» PROBLEM TO SOLVE
Gather each line of the entries below that includes "endpoint".

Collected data
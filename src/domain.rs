//! Data shapes shared by the use case, the adapters and the trigger receiver.

use serde::{Deserialize, Serialize};
use serde_json::{Map, Value};
use std::fmt;

/// Opaque identifier of a catalog record inside its collection.
#[derive(Debug, Clone, PartialEq, Eq, Hash, Serialize, Deserialize)]
#[serde(transparent)]
pub struct RecordKey(String);

impl RecordKey {
    pub fn new(key: impl Into<String>) -> Self {
        Self(key.into())
    }

    pub fn as_str(&self) -> &str {
        &self.0
    }
}

impl fmt::Display for RecordKey {
    fn fmt(&self, f: &mut fmt::Formatter<'_>) -> fmt::Result {
        f.write_str(&self.0)
    }
}

/// Snapshot of a song document. Fields other than `artist` and `urlCover`
/// are carried through untouched.
#[derive(Debug, Clone, Default, PartialEq, Serialize, Deserialize)]
pub struct CatalogRecord {
    #[serde(default, skip_serializing_if = "Option::is_none")]
    pub artist: Option<String>,
    #[serde(rename = "urlCover", default, skip_serializing_if = "Option::is_none")]
    pub url_cover: Option<String>,
    #[serde(flatten)]
    pub extra: Map<String, Value>,
}

impl CatalogRecord {
    pub fn with_artist(artist: impl Into<String>) -> Self {
        Self {
            artist: Some(artist.into()),
            ..Self::default()
        }
    }

    /// Artist name to search for, or `None` when absent or blank.
    pub fn artist_name(&self) -> Option<&str> {
        self.artist
            .as_deref()
            .map(str::trim)
            .filter(|name| !name.is_empty())
    }
}

/// Payload delivered by the change notification for a newly created record.
#[derive(Debug, Clone, Serialize, Deserialize)]
pub struct CreatedEvent {
    pub key: RecordKey,
    #[serde(default)]
    pub record: CatalogRecord,
}

/// Bearer token for a single invocation. Never logged.
#[derive(Clone, PartialEq, Eq)]
pub struct AccessCredential(String);

impl AccessCredential {
    pub fn new(token: impl Into<String>) -> Self {
        Self(token.into())
    }

    pub fn bearer(&self) -> String {
        format!("Bearer {}", self.0)
    }

    pub fn secret(&self) -> &str {
        &self.0
    }
}

impl fmt::Debug for AccessCredential {
    fn fmt(&self, f: &mut fmt::Formatter<'_>) -> fmt::Result {
        f.write_str("AccessCredential(***)")
    }
}

/// Body returned by the token endpoint.
#[derive(Debug, Clone, Deserialize)]
pub struct TokenResponse {
    pub access_token: Option<String>,
    #[serde(default)]
    pub token_type: Option<String>,
    #[serde(default)]
    pub expires_in: Option<u64>,
}

/// Body returned by the search endpoint for `type=artist`.
#[derive(Debug, Clone, Default, Deserialize, Serialize)]
pub struct ArtistSearchResponse {
    #[serde(default)]
    pub artists: Option<ArtistPage>,
}

#[derive(Debug, Clone, Default, Deserialize, Serialize)]
pub struct ArtistPage {
    #[serde(default)]
    pub items: Option<Vec<ArtistItem>>,
}

#[derive(Debug, Clone, Default, Deserialize, Serialize)]
pub struct ArtistItem {
    #[serde(default)]
    pub id: Option<String>,
    #[serde(default)]
    pub name: Option<String>,
    #[serde(default)]
    pub images: Option<Vec<ImageDescriptor>>,
}

/// Provider lists images largest first. Only the first entry is ever read,
/// so a malformed later entry must not reject the whole response.
#[derive(Debug, Clone, PartialEq, Deserialize, Serialize)]
pub struct ImageDescriptor {
    #[serde(default)]
    pub url: Option<String>,
    #[serde(default)]
    pub width: Option<u32>,
    #[serde(default)]
    pub height: Option<u32>,
}

impl ArtistSearchResponse {
    /// Top-ranked artist, if any.
    pub fn first_artist(&self) -> Option<&ArtistItem> {
        self.artists.as_ref()?.items.as_ref()?.first()
    }
}

impl ArtistItem {
    pub fn first_image(&self) -> Option<&ImageDescriptor> {
        self.images.as_ref()?.first()
    }

    /// URL of the highest-resolution image; `None` when that image has no usable URL.
    pub fn first_image_url(&self) -> Option<&str> {
        self.first_image()?
            .url
            .as_deref()
            .map(str::trim)
            .filter(|url| !url.is_empty())
    }
}

/// Cover chosen for a record.
#[derive(Debug, Clone, PartialEq, Serialize)]
pub struct CoverImage {
    pub url: String,
    #[serde(skip_serializing_if = "Option::is_none")]
    pub artist_id: Option<String>,
    #[serde(skip_serializing_if = "Option::is_none")]
    pub matched_name: Option<String>,
}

» RESPONSE TO THE EXERCISE
/// Body returned by the token endpoint.
/// Body returned by the search endpoint for `type=artist`.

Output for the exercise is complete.